Stored items
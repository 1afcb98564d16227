//! Smart parking admin gateway.
//!
//! ```text
//!     Dashboard            ┌───────────────────────────────────────────┐
//!     ─────────────────────┼─▶ request id ─▶ auth ─▶ forward handler ──┼──▶ External
//!     {M} /api/proxy/a/b?q │                            │               │    parking API
//!     ◀────────────────────┼── no-cache headers ◀───────┘               │    {base}/a/b?q
//!                          │                                           │
//!                          │  config (TOML + env) ─ watcher ─ live swap │
//!                          │  tracing ─ prometheus metrics (optional)   │
//!                          └───────────────────────────────────────────┘
//! ```

use clap::Parser;
use std::path::PathBuf;
use tokio::net::TcpListener;
use tokio::sync::mpsc;

use parking_gateway::config::{self, ConfigWatcher};
use parking_gateway::observability::{logging, metrics};
use parking_gateway::{HttpServer, Shutdown};

#[derive(Parser)]
#[command(name = "parking-gateway")]
#[command(about = "Forwarding gateway for the parking administration dashboard", long_about = None)]
struct Args {
    /// TOML configuration file. Watched for changes when given.
    #[arg(short, long, env = "GATEWAY_CONFIG")]
    config: Option<PathBuf>,
}

#[tokio::main]
async fn main() -> Result<(), Box<dyn std::error::Error>> {
    let args = Args::parse();

    let config = match &args.config {
        Some(path) => config::load_config(path)?,
        None => config::default_config()?,
    };

    logging::init_logging(&config.observability.log_level);

    tracing::info!("parking-gateway v{} starting", env!("CARGO_PKG_VERSION"));
    tracing::info!(
        bind_address = %config.listener.bind_address,
        upstream = %config.upstream.base_url,
        mount_prefix = %config.upstream.mount_prefix,
        "Configuration loaded"
    );

    if config.observability.metrics_enabled {
        match config.observability.metrics_address.parse() {
            Ok(addr) => metrics::init_metrics(addr),
            Err(_) => tracing::error!(
                metrics_address = %config.observability.metrics_address,
                "Failed to parse metrics address"
            ),
        }
    }

    // Keep the watcher alive for the server's lifetime.
    let (_watcher, config_updates) = match &args.config {
        Some(path) => {
            let (watcher, updates) = ConfigWatcher::new(path);
            (Some(watcher.run()?), updates)
        }
        None => {
            let (_, updates) = mpsc::unbounded_channel();
            (None, updates)
        }
    };

    let listener = TcpListener::bind(&config.listener.bind_address).await?;
    tracing::info!(address = %listener.local_addr()?, "Listening for connections");

    let shutdown = Shutdown::new();
    let server = HttpServer::new(config)?;
    server.run(listener, config_updates, shutdown.subscribe()).await?;

    tracing::info!("Shutdown complete");
    Ok(())
}
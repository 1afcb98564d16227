//! Shutdown coordination.

use tokio::sync::broadcast;

/// Broadcast-based shutdown coordinator.
///
/// The server and any background task subscribe; `trigger` stops them all.
#[derive(Clone)]
pub struct Shutdown {
    tx: broadcast::Sender<()>,
}

impl Shutdown {
    pub fn new() -> Self {
        let (tx, _) = broadcast::channel(1);
        Self { tx }
    }

    pub fn subscribe(&self) -> broadcast::Receiver<()> {
        self.tx.subscribe()
    }

    /// Signal every subscriber. Returns how many were listening.
    pub fn trigger(&self) -> usize {
        self.tx.send(()).unwrap_or(0)
    }

    pub fn receiver_count(&self) -> usize {
        self.tx.receiver_count()
    }
}

impl Default for Shutdown {
    fn default() -> Self {
        Self::new()
    }
}

/// Resolve when the coordinator fires, or when it is dropped.
pub async fn notified(mut rx: broadcast::Receiver<()>) {
    // Lagged and Closed both mean shutdown is due.
    let _ = rx.recv().await;
}

#[cfg(test)]
mod tests {
    use super::*;
    use std::time::Duration;

    #[tokio::test]
    async fn test_trigger_reaches_subscribers() {
        let shutdown = Shutdown::new();
        let a = shutdown.subscribe();
        let b = shutdown.subscribe();
        assert_eq!(shutdown.receiver_count(), 2);

        assert_eq!(shutdown.trigger(), 2);
        tokio::time::timeout(Duration::from_secs(1), async {
            notified(a).await;
            notified(b).await;
        })
        .await
        .unwrap();
    }

    #[tokio::test]
    async fn test_drop_counts_as_shutdown() {
        let shutdown = Shutdown::new();
        let rx = shutdown.subscribe();
        drop(shutdown);
        tokio::time::timeout(Duration::from_secs(1), notified(rx)).await.unwrap();
    }

    #[test]
    fn test_trigger_without_subscribers() {
        assert_eq!(Shutdown::new().trigger(), 0);
    }
}
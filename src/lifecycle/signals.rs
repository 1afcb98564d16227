//! OS signal handling.

/// Resolve on Ctrl+C, or SIGTERM on unix.
pub async fn wait_for_signal() {
    let ctrl_c = async {
        if let Err(e) = tokio::signal::ctrl_c().await {
            tracing::error!(error = %e, "Failed to install Ctrl+C handler");
            std::future::pending::<()>().await;
        }
    };

    #[cfg(unix)]
    let terminate = async {
        match tokio::signal::unix::signal(tokio::signal::unix::SignalKind::terminate()) {
            Ok(mut sig) => {
                sig.recv().await;
            }
            Err(e) => {
                tracing::error!(error = %e, "Failed to install SIGTERM handler");
                std::future::pending::<()>().await;
            }
        }
    };

    #[cfg(not(unix))]
    let terminate = std::future::pending::<()>();

    tokio::select! {
        _ = ctrl_c => tracing::info!("Ctrl+C received"),
        _ = terminate => tracing::info!("SIGTERM received"),
    }
}
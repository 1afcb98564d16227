//! Gateway failure envelope.
//!
//! Every transport-level failure becomes `502 Bad Gateway` with a fixed JSON
//! body. Failures are still classified, but only for logs and metrics.

use axum::{
    http::StatusCode,
    response::{IntoResponse, Response},
    Json,
};
use serde::{Deserialize, Serialize};
use std::time::Duration;

use crate::gateway::headers::apply_no_cache;
use crate::gateway::rewrite::RewriteError;

/// Localized message shown to dashboard users on any upstream failure.
pub const UPSTREAM_ERROR_MESSAGE: &str = "Lỗi kết nối đến API bên ngoài";

/// Body of every 502 produced by the gateway.
#[derive(Debug, Clone, Serialize, Deserialize, PartialEq, Eq)]
pub struct ErrorEnvelope {
    pub message: String,
    pub error: String,
}

/// Coarse failure classification used as a metrics label.
#[derive(Debug, Clone, Copy, PartialEq, Eq)]
pub enum FailureKind {
    Timeout,
    Connect,
    Body,
    Other,
}

impl FailureKind {
    pub fn as_str(&self) -> &'static str {
        match self {
            FailureKind::Timeout => "timeout",
            FailureKind::Connect => "connect",
            FailureKind::Body => "body",
            FailureKind::Other => "other",
        }
    }
}

/// Anything that can go wrong while forwarding a request.
#[derive(Debug, thiserror::Error)]
pub enum GatewayError {
    #[error("failed to read request body: {0}")]
    RequestBody(#[source] axum::Error),

    #[error(transparent)]
    Rewrite(#[from] RewriteError),

    #[error("invalid upstream target `{target}`: {source}")]
    InvalidTarget {
        target: String,
        #[source]
        source: url::ParseError,
    },

    #[error("request timed out after {0:?}")]
    Timeout(Duration),

    #[error("upstream request failed: {0}")]
    Upstream(#[source] reqwest::Error),

    #[error("failed to read upstream response body: {0}")]
    UpstreamBody(#[source] reqwest::Error),
}

impl GatewayError {
    pub fn kind(&self) -> FailureKind {
        match self {
            GatewayError::RequestBody(_) | GatewayError::UpstreamBody(_) => FailureKind::Body,
            GatewayError::Rewrite(_) | GatewayError::InvalidTarget { .. } => FailureKind::Other,
            GatewayError::Timeout(_) => FailureKind::Timeout,
            GatewayError::Upstream(e) if e.is_timeout() => FailureKind::Timeout,
            GatewayError::Upstream(e) if e.is_connect() => FailureKind::Connect,
            GatewayError::Upstream(_) => FailureKind::Other,
        }
    }

    /// Failure detail as carried in the `error` field.
    pub fn detail(&self) -> String {
        match self {
            // reqwest's Display omits the root cause; walk the chain.
            GatewayError::Upstream(e) | GatewayError::UpstreamBody(e) => {
                let mut detail = e.to_string();
                let mut source = std::error::Error::source(e);
                while let Some(cause) = source {
                    detail.push_str(": ");
                    detail.push_str(&cause.to_string());
                    source = cause.source();
                }
                detail
            }
            other => other.to_string(),
        }
    }

    pub fn envelope(&self) -> ErrorEnvelope {
        ErrorEnvelope {
            message: UPSTREAM_ERROR_MESSAGE.to_string(),
            error: self.detail(),
        }
    }
}

impl IntoResponse for GatewayError {
    fn into_response(self) -> Response {
        let mut response = (StatusCode::BAD_GATEWAY, Json(self.envelope())).into_response();
        apply_no_cache(response.headers_mut());
        response
    }
}

#[cfg(test)]
mod tests {
    use super::*;
    use axum::http::header;

    #[test]
    fn test_invalid_target_maps_to_502_envelope() {
        let err = GatewayError::InvalidTarget {
            target: "http://[bad".into(),
            source: url::ParseError::InvalidIpv6Address,
        };
        assert_eq!(err.kind(), FailureKind::Other);

        let envelope = err.envelope();
        assert_eq!(envelope.message, UPSTREAM_ERROR_MESSAGE);
        assert!(envelope.error.contains("http://[bad"));

        let response = err.into_response();
        assert_eq!(response.status(), StatusCode::BAD_GATEWAY);
        assert_eq!(response.headers()[header::CACHE_CONTROL], "no-cache, no-store, must-revalidate");
        assert_eq!(response.headers()[header::PRAGMA], "no-cache");
        assert_eq!(response.headers()[header::EXPIRES], "0");
    }

    #[test]
    fn test_timeout_is_classified() {
        let err = GatewayError::Timeout(Duration::from_secs(1));
        assert_eq!(err.kind(), FailureKind::Timeout);
        assert_eq!(err.envelope().error, "request timed out after 1s");
        assert_eq!(err.into_response().status(), StatusCode::BAD_GATEWAY);
    }

    #[test]
    fn test_envelope_shape() {
        let value = serde_json::to_value(ErrorEnvelope {
            message: UPSTREAM_ERROR_MESSAGE.into(),
            error: "connection refused".into(),
        })
        .unwrap();
        let keys: Vec<_> = value.as_object().unwrap().keys().cloned().collect();
        assert_eq!(keys, vec!["error", "message"]);
    }
}
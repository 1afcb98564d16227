//! Caller-side expansion controller.
//!
//! Owns an [`ExpansionStore`] and a [`ChildFetcher`], and turns toggles into
//! at most one fetch per node: a fetch only starts when the node has no
//! cache entry (first expansion, or after `refresh` invalidated it).
//!
//! A fetch that is dropped before it settles is abandoned, never left loading.

use std::future::Future;

use crate::tree::keys::NodeKey;
use crate::tree::store::{ExpansionStore, Toggle};
use crate::tree::table::TableEvent;

/// Errors from loading child rows.
#[derive(Debug, thiserror::Error)]
pub enum FetchError {
    #[error("request failed: {0}")]
    Http(#[from] reqwest::Error),

    #[error("upstream returned status {0}")]
    Status(u16),

    #[error("unexpected response shape: {0}")]
    Decode(String),

    #[error("unknown entity type `{0}`")]
    UnknownEntity(String),
}

/// Loads the children of one parent.
pub trait ChildFetcher<T> {
    fn fetch_children(
        &self,
        child_type: &str,
        parent_id: &str,
    ) -> impl Future<Output = Result<Vec<T>, FetchError>> + Send;
}

/// Outcome of handling a [`TableEvent`].
#[derive(Debug, Clone, PartialEq, Eq)]
pub enum Handled {
    Toggled(Toggle),
    /// Creating children is the caller's flow; the parent id is handed back.
    AddChild(String),
}

pub struct LazyExpansion<T, F> {
    store: ExpansionStore<T>,
    fetcher: F,
}

impl<T, F> LazyExpansion<T, F>
where
    F: ChildFetcher<T>,
{
    pub fn new(fetcher: F) -> Self {
        Self {
            store: ExpansionStore::new(),
            fetcher,
        }
    }

    pub fn store(&self) -> &ExpansionStore<T> {
        &self.store
    }

    pub fn fetcher(&self) -> &F {
        &self.fetcher
    }

    /// Synchronous half of a toggle: flip the node and, on first expansion,
    /// mark its entry loading.
    ///
    /// When this returns `Expanded { needs_fetch: true }` the caller owns the
    /// fetch: await [`fetch`](Self::fetch), then hand the result to
    /// [`settle`](Self::settle), or call [`abandon`](Self::abandon) if it
    /// gives up. The store renders `Loading` in between.
    pub fn begin_toggle(&mut self, key: &NodeKey) -> Toggle {
        let toggle = self.store.toggle_expand(key);
        if let Toggle::Expanded { needs_fetch: true } = toggle {
            self.store.begin_fetch(key);
        }
        toggle
    }

    /// Load the children of `key` without touching the store.
    pub async fn fetch(&self, key: &NodeKey) -> Result<Vec<T>, FetchError> {
        self.fetcher
            .fetch_children(key.child_type(), key.parent_id())
            .await
    }

    /// Apply a fetch result. Failures settle loaded-empty.
    pub fn settle(&mut self, key: &NodeKey, result: Result<Vec<T>, FetchError>) {
        apply_result(&mut self.store, key, result);
    }

    /// Forget an outstanding fetch so the next expand starts a new one.
    pub fn abandon(&mut self, key: &NodeKey) {
        self.store.abandon_fetch(key);
    }

    /// Toggle a node, loading its children on first expansion.
    ///
    /// Dropping the returned future mid-fetch abandons the fetch.
    pub async fn toggle(&mut self, key: &NodeKey) -> Toggle {
        let toggle = self.begin_toggle(key);
        if let Toggle::Expanded { needs_fetch: true } = toggle {
            self.run_fetch(key).await;
        }
        toggle
    }

    /// Drop cached children and reload them if the node is open.
    pub async fn refresh(&mut self, key: &NodeKey) {
        self.store.invalidate(key);
        if !self.store.node(key).is_some_and(|n| n.expanded) {
            return;
        }
        if !self.store.begin_fetch(key) {
            tracing::debug!(key = %key, "Fetch already outstanding");
            return;
        }
        self.run_fetch(key).await;
    }

    pub async fn handle(&mut self, event: TableEvent) -> Handled {
        match event {
            TableEvent::ToggleExpand(key) => Handled::Toggled(self.toggle(&key).await),
            TableEvent::AddChild { parent_id } => Handled::AddChild(parent_id),
        }
    }

    /// Fetch for an entry already marked loading.
    async fn run_fetch(&mut self, key: &NodeKey) {
        let pending = PendingFetch {
            store: &mut self.store,
            key,
            settled: false,
        };
        let result = self
            .fetcher
            .fetch_children(key.child_type(), key.parent_id())
            .await;
        pending.settle(result);
    }
}

fn apply_result<T>(store: &mut ExpansionStore<T>, key: &NodeKey, result: Result<Vec<T>, FetchError>) {
    match result {
        Ok(rows) => {
            tracing::debug!(key = %key, rows = rows.len(), "Children loaded");
            store.complete_fetch(key, rows);
        }
        Err(e) => {
            tracing::warn!(key = %key, error = %e, "Failed to load children");
            store.fail_fetch(key);
        }
    }
}

/// A loading entry that is abandoned on drop unless settled.
struct PendingFetch<'a, T> {
    store: &'a mut ExpansionStore<T>,
    key: &'a NodeKey,
    settled: bool,
}

impl<T> PendingFetch<'_, T> {
    fn settle(mut self, result: Result<Vec<T>, FetchError>) {
        apply_result(&mut *self.store, self.key, result);
        self.settled = true;
    }
}

impl<T> Drop for PendingFetch<'_, T> {
    fn drop(&mut self) {
        if !self.settled {
            tracing::debug!(key = %self.key, "Fetch cancelled");
            self.store.abandon_fetch(self.key);
        }
    }
}
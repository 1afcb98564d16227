//! Path rewrite from the gateway mount to the upstream API.
//!
//! `{mount_prefix}/a/b/c?x=1` → `{base_url}/a/b/c?x=1`
//!
//! Segments are taken from the raw (still percent-encoded) path, so encoded
//! characters reach the upstream exactly as the client sent them. Empty
//! segments (`a//b`) are dropped. Dot segments, encoded or not, are rejected
//! so a target can never climb above the base URL's path. The query string is
//! appended verbatim.

#[derive(Debug, Clone, PartialEq, Eq, thiserror::Error)]
pub enum RewriteError {
    #[error("path `{path}` is not under mount prefix `{prefix}`")]
    OutsidePrefix { path: String, prefix: String },

    #[error("path `{path}` contains a dot segment")]
    DotSegment { path: String },
}

/// Return the wildcard suffix segments of `path` below `mount_prefix`.
pub fn path_segments<'a>(path: &'a str, mount_prefix: &str) -> Result<Vec<&'a str>, RewriteError> {
    let rest = path
        .strip_prefix(mount_prefix)
        .filter(|rest| rest.is_empty() || rest.starts_with('/'))
        .ok_or_else(|| RewriteError::OutsidePrefix {
            path: path.to_string(),
            prefix: mount_prefix.to_string(),
        })?;

    let segments: Vec<&str> = rest.split('/').filter(|s| !s.is_empty()).collect();
    if segments.iter().any(|s| is_dot_segment(s)) {
        return Err(RewriteError::DotSegment {
            path: path.to_string(),
        });
    }
    Ok(segments)
}

/// `.` or `..`, including the `%2e` spellings URL parsers also resolve.
fn is_dot_segment(segment: &str) -> bool {
    let decoded = segment.to_ascii_lowercase().replace("%2e", ".");
    decoded == "." || decoded == ".."
}

/// Build the upstream target URL for an inbound path and query.
pub fn rewrite_target(
    base_url: &str,
    mount_prefix: &str,
    path: &str,
    query: Option<&str>,
) -> Result<String, RewriteError> {
    let segments = path_segments(path, mount_prefix)?;

    let mut target = format!("{}/{}", base_url, segments.join("/"));
    if let Some(q) = query.filter(|q| !q.is_empty()) {
        target.push('?');
        target.push_str(q);
    }
    Ok(target)
}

- Exercise requirements -
Pick out and copy the lines of the entries that hold the string "contains".

- Result of the task -
        assert!(envelope.error.contains("http://[bad"));
    #[error("path `{path}` contains a dot segment")]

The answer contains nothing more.